Spokane Public Schools issued us a statement, saying, “We will continue to monitor the monkeypox situation closely and will be vigilant in recognizing potential cases in our staff and student population.”
The health district is emphasizing that everyone be aware and knowledgeable. The monkeypox virus is a rare disease and not easily transmissible.
“So I think that if we’re aware of all the signs and symptoms are and what the risks are we should be able to prevent transmission in the community,” Dr. Velazquez said.
The American Academy of Pediatrics says children who may be at higher risk of severe illness include kids eight and under with compromised immune systems and skin conditions such as eczema.
The virus starts with flu like symptoms and swollen lymph nodes then follows with a blister like rash. People who contract monkeypox need to isolate until the rash is completely cleared.
If your child develops symptoms, reach out to your doctor and keep in mind that monkeypox is not the only disease that causes a rash.

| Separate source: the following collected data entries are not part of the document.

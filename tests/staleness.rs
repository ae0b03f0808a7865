//! Staleness tracking over real files: include resolution, cyclic headers,
//! classification across store round trips.

use mcbuild::depscan::store::{StoreHandle, Table};
use mcbuild::depscan::{DepTracker, FileState};
use std::fs;
use std::path::{Path, PathBuf};
use tempfile::TempDir;

struct Project {
    dir: TempDir,
    inc: PathBuf,
}

impl Project {
    fn new() -> Self {
        let dir = TempDir::new().unwrap();
        let inc = dir.path().join("inc");
        fs::create_dir_all(&inc).unwrap();
        Project { dir, inc }
    }

    fn write(&self, rel: &str, content: &str) -> PathBuf {
        let path = self.dir.path().join(rel);
        if let Some(parent) = path.parent() {
            fs::create_dir_all(parent).unwrap();
        }
        fs::write(&path, content).unwrap();
        path
    }

    fn inc_dirs(&self) -> Vec<String> {
        vec![self.inc.to_string_lossy().into_owned()]
    }

    fn store_dir(&self) -> PathBuf {
        self.dir.path().join("log")
    }
}

/// Backdate a file's mtime so a later rewrite registers as a change even on
/// a coarse-grained filesystem clock.
fn backdate(path: &Path) {
    let old = std::time::SystemTime::now() - std::time::Duration::from_secs(120);
    let file = fs::File::options().write(true).open(path).unwrap();
    file.set_modified(old).unwrap();
}

#[test]
fn cyclic_headers_terminate_and_exclude_self() {
    let project = Project::new();
    // a.h -> b.h -> c.h -> a.h
    project.write("inc/a.h", "#include \"b.h\"\n");
    project.write("inc/b.h", "#include \"c.h\"\n");
    project.write("inc/c.h", "#include \"a.h\"\n");
    let a = project.inc.join("a.h");

    let mut tracker = DepTracker::new(&project.inc_dirs());
    let closure = tracker.transitive(&a);

    let names: Vec<String> = closure
        .iter()
        .map(|p| p.file_name().unwrap().to_string_lossy().into_owned())
        .collect();
    assert_eq!(closure.len(), 2);
    assert!(names.contains(&"b.h".to_string()));
    assert!(names.contains(&"c.h".to_string()));
    assert!(!names.contains(&"a.h".to_string()));
}

#[test]
fn include_resolution_rules() {
    let project = Project::new();
    project.write("inc/board.h", "");
    project.write("inc/sub/pins.h", "");
    project.write("src/local.h", "");
    let main = project.write(
        "src/main.c",
        "#include <BOARD.H>\n\
         #include \"sub/pins.h\"\n\
         #include \"./local.h\"\n\
         #include <no_such_file.h>\n",
    );

    let tracker = DepTracker::new(&project.inc_dirs());
    let deps = tracker.scan_includes(&main).unwrap();

    assert_eq!(deps.len(), 3);
    // bare names match case-insensitively against the flat index
    assert_eq!(deps[0], project.inc.join("board.h"));
    // separators resolve relative to a header directory
    assert_eq!(deps[1], project.inc.join("sub/pins.h"));
    // a leading dot resolves relative to the including file
    assert_eq!(deps[2].file_name().unwrap(), "local.h");
    assert!(deps[2].starts_with(project.dir.path().join("src")));
}

#[test]
fn classification_across_builds() {
    let project = Project::new();
    let header = project.write("inc/app.h", "#define APP 1\n");
    let main = project.write("src/main.c", "#include \"app.h\"\n");
    backdate(&header);
    backdate(&main);

    // first build: everything is new
    let mut store = StoreHandle::open(&project.store_dir()).unwrap();
    let mut tracker = DepTracker::new(&project.inc_dirs());
    tracker.load(&store);
    assert_eq!(tracker.classify(&main), FileState::New);
    tracker.persist(&mut store, Table::Confirmed);
    store.save().unwrap();

    // second build, nothing touched: stable
    let store = StoreHandle::open(&project.store_dir()).unwrap();
    let mut tracker = DepTracker::new(&project.inc_dirs());
    tracker.load(&store);
    assert_eq!(tracker.classify(&main), FileState::Stable);

    // third build after the header changed: the source is stale even
    // though its own text never moved
    project.write("inc/app.h", "#define APP 2\n");
    let store = StoreHandle::open(&project.store_dir()).unwrap();
    let mut tracker = DepTracker::new(&project.inc_dirs());
    tracker.load(&store);
    assert_eq!(tracker.classify(&main), FileState::Changed);
}

#[test]
fn backdated_file_with_stable_deps_stays_stable() {
    let project = Project::new();
    let main = project.write("src/main.c", "int main(void) { return 0; }\n");

    // seed a confirmed record stamped well after the file's actual mtime,
    // as if the tree were restored from a backup with old timestamps
    let current: u64 = mcbuild::depscan::mtime_stamp(&main)
        .unwrap()
        .parse()
        .unwrap();
    let mut store = StoreHandle::open(&project.store_dir()).unwrap();
    store.upsert(
        Table::Confirmed,
        main.clone(),
        mcbuild::depscan::store::DepRecord {
            mtime: (current + 100).to_string(),
            deps: Vec::new(),
        },
    );
    store.save().unwrap();

    let store = StoreHandle::open(&project.store_dir()).unwrap();
    let mut tracker = DepTracker::new(&project.inc_dirs());
    tracker.load(&store);
    assert_eq!(tracker.classify(&main), FileState::Stable);
}

#[test]
fn staging_then_promote_round_trip() {
    let project = Project::new();
    let main = project.write("src/main.c", "int main(void) { return 0; }\n");
    backdate(&main);

    let mut store = StoreHandle::open(&project.store_dir()).unwrap();
    let mut tracker = DepTracker::new(&project.inc_dirs());
    tracker.load(&store);
    tracker.classify(&main);
    tracker.persist(&mut store, Table::Staging);
    store.save().unwrap();

    // staging alone must not influence the next load
    let store = StoreHandle::open(&project.store_dir()).unwrap();
    let mut tracker = DepTracker::new(&project.inc_dirs());
    tracker.load(&store);
    assert_eq!(tracker.classify(&main), FileState::New);

    // promotion makes the staging records authoritative
    let mut store = StoreHandle::open(&project.store_dir()).unwrap();
    store.promote();
    store.save().unwrap();

    let store = StoreHandle::open(&project.store_dir()).unwrap();
    let mut tracker = DepTracker::new(&project.inc_dirs());
    tracker.load(&store);
    assert_eq!(tracker.classify(&main), FileState::Stable);
}

#[test]
fn corrupt_store_degrades_to_cold_cache() {
    let project = Project::new();
    let main = project.write("src/main.c", "\n");
    backdate(&main);

    fs::create_dir_all(project.store_dir()).unwrap();
    fs::write(
        project.store_dir().join(mcbuild::depscan::store::STORE_FILE),
        "not json at all",
    )
    .unwrap();

    let store = StoreHandle::open(&project.store_dir()).unwrap();
    let mut tracker = DepTracker::new(&project.inc_dirs());
    tracker.load(&store);
    assert_eq!(tracker.classify(&main), FileState::New);
}

#[test]
fn missing_file_classifies_as_changed() {
    let project = Project::new();
    let ghost = project.dir.path().join("src/ghost.c");

    let mut tracker = DepTracker::new(&project.inc_dirs());
    assert_eq!(tracker.classify(&ghost), FileState::Changed);
}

“Until we know what it is you should avoid contact with those in the household, and you should avoid sharing particularly porous material items such as towels, linens and blankets because they get saturated with the body fluids from the rash,” Dr. Velazquez said.
The CDC has reported five pediatric cases across the country. The cases came from children who contracted Monkeypox at home.
Health officials say men who have sex with other men make up a vast majority of cases.
Dr. Velasquez says households where the risk may be higher should be mindful of the symptoms.